All lines from the one with "let xs: Vec<f64>" through the end of the records below are to be given again exactly, and nothing else.
━━ INPUT DATA
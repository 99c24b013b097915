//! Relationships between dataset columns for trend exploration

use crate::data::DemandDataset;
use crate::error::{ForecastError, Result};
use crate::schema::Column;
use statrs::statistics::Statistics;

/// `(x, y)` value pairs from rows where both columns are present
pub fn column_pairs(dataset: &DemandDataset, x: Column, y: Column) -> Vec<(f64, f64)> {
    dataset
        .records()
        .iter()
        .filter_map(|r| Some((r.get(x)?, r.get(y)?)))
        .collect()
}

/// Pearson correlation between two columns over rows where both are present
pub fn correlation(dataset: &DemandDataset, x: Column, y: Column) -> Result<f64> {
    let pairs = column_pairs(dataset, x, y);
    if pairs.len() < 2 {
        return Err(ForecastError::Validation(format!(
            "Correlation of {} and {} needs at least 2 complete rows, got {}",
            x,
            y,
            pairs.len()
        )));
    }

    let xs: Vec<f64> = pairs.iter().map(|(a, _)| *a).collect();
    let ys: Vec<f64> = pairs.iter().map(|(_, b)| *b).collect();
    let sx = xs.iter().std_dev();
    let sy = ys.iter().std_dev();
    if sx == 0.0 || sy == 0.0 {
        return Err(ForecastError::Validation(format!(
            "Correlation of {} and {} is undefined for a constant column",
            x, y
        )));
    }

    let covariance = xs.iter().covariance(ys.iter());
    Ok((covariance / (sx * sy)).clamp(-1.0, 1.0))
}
━━━━
ANSWER:
    let xs: Vec<f64> = pairs.iter().map(|(a, _)| *a).collect();
    let ys: Vec<f64> = pairs.iter().map(|(_, b)| *b).collect();
    let sx = xs.iter().std_dev();
    let sy = ys.iter().std_dev();
    if sx == 0.0 || sy == 0.0 {
        return Err(ForecastError::Validation(format!(
            "Correlation of {} and {} is undefined for a constant column",
            x, y
        )));
    }

    let covariance = xs.iter().covariance(ys.iter());
    Ok((covariance / (sx * sy)).clamp(-1.0, 1.0))
}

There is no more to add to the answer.